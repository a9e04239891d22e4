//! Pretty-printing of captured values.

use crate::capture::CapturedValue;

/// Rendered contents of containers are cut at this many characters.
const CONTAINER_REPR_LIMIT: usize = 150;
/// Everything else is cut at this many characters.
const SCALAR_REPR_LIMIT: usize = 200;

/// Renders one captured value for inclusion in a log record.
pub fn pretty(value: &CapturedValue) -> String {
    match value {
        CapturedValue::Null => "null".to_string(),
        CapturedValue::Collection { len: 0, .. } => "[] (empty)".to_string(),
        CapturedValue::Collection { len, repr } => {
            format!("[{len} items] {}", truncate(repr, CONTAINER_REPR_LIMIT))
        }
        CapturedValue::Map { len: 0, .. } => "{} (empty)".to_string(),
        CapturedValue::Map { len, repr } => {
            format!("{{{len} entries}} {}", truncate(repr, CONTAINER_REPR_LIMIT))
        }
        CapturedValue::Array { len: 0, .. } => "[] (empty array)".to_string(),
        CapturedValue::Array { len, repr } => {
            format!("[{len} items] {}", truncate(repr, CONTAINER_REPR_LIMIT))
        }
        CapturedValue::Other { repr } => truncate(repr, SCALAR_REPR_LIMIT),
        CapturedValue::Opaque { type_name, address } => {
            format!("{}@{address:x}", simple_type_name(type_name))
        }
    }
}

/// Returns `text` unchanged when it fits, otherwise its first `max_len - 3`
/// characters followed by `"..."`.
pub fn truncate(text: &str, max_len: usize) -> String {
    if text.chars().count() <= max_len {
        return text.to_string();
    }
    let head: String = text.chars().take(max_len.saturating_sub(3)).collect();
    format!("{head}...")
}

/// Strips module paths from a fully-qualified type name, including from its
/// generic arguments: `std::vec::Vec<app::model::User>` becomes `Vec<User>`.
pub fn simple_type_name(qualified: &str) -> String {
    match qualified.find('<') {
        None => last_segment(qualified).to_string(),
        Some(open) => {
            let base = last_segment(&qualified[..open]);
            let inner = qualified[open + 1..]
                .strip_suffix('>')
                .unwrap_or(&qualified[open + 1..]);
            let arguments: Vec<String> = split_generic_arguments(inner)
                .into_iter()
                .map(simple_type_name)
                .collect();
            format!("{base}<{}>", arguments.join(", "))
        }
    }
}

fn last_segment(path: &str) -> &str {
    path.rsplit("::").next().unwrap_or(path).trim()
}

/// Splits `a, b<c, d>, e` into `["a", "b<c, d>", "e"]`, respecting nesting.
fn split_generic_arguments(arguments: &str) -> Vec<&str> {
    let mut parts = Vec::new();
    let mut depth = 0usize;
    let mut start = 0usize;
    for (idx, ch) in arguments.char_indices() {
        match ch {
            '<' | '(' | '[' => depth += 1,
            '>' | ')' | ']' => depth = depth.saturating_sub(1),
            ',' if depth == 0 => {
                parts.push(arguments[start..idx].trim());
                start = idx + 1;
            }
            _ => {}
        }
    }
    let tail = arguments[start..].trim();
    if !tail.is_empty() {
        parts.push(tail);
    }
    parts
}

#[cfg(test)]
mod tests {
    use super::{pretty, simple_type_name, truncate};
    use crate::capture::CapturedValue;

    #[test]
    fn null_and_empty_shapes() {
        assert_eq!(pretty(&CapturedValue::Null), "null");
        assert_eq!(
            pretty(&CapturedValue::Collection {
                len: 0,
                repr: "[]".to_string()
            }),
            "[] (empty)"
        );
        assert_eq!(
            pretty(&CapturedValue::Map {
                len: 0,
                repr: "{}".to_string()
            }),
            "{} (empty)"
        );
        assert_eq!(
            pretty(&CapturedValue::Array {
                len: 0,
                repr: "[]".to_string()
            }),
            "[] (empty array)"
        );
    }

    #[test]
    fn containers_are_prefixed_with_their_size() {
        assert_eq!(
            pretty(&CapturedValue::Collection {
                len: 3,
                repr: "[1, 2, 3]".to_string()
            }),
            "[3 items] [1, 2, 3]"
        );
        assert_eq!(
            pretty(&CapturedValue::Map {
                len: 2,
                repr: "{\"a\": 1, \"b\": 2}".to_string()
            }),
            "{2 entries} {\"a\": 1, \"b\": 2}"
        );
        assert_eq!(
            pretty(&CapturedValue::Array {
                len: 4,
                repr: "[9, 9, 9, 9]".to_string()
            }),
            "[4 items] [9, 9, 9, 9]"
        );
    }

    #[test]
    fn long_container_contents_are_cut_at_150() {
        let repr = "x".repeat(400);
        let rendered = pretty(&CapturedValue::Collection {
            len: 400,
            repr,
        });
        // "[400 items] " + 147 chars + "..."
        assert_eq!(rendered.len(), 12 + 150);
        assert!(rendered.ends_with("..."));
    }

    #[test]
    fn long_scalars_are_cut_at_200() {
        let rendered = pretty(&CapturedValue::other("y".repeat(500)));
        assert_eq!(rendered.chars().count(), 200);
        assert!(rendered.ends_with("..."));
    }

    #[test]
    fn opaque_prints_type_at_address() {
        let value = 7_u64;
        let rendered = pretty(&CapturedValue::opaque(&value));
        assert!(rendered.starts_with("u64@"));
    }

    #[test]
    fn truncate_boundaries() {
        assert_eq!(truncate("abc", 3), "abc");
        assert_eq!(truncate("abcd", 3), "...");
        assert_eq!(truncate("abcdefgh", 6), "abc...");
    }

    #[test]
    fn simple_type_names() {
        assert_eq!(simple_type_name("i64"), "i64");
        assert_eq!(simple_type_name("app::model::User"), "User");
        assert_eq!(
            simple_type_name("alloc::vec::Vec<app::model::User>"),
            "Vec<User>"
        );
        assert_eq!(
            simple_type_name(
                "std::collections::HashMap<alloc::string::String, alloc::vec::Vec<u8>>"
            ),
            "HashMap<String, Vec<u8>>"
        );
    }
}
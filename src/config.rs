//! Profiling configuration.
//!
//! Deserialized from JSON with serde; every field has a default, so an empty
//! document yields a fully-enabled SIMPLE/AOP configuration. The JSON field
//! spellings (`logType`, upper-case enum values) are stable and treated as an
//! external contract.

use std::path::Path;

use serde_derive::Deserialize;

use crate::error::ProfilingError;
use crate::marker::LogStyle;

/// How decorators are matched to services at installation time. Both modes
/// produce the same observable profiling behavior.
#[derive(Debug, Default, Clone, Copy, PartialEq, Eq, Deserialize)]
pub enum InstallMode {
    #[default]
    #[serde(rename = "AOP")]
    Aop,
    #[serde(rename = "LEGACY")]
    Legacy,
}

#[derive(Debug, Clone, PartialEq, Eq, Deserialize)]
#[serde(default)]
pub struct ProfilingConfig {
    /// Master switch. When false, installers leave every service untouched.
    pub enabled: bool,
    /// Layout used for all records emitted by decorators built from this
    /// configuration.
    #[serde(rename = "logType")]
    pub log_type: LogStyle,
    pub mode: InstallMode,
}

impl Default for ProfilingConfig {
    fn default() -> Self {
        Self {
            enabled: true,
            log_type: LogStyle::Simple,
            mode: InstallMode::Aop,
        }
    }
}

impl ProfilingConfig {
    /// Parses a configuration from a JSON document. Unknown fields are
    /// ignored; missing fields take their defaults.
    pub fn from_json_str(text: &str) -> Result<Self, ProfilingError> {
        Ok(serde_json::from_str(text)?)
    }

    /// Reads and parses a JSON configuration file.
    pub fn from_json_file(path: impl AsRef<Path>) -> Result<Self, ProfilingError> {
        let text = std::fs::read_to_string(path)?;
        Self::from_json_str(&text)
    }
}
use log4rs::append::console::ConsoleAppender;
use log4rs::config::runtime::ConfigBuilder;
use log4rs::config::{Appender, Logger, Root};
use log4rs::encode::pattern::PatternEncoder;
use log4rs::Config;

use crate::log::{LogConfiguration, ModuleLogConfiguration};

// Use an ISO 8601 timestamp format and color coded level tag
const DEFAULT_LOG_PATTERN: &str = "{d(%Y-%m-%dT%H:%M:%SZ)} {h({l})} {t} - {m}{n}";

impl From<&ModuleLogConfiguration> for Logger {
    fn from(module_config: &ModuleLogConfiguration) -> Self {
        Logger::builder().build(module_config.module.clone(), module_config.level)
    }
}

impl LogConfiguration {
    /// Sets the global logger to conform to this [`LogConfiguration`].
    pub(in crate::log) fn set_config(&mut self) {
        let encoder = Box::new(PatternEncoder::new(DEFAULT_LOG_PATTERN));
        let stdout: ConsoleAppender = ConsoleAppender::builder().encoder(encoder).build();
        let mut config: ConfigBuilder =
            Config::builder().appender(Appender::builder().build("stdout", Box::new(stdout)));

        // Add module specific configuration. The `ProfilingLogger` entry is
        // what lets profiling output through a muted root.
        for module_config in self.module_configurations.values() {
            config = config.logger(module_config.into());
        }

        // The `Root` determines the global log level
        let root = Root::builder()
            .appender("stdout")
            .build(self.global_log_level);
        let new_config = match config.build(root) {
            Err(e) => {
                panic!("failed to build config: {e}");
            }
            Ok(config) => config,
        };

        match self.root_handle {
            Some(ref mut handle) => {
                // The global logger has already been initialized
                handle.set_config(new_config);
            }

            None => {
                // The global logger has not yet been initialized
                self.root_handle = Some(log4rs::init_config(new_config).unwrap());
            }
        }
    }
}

----------

REQUIREMENT
Scan the material for the word "base". Return every line where it is found.

WRITTEN RESPONSE
            let base = last_segment(&qualified[..open]);
            format!("{base}<{}>", arguments.join(", "))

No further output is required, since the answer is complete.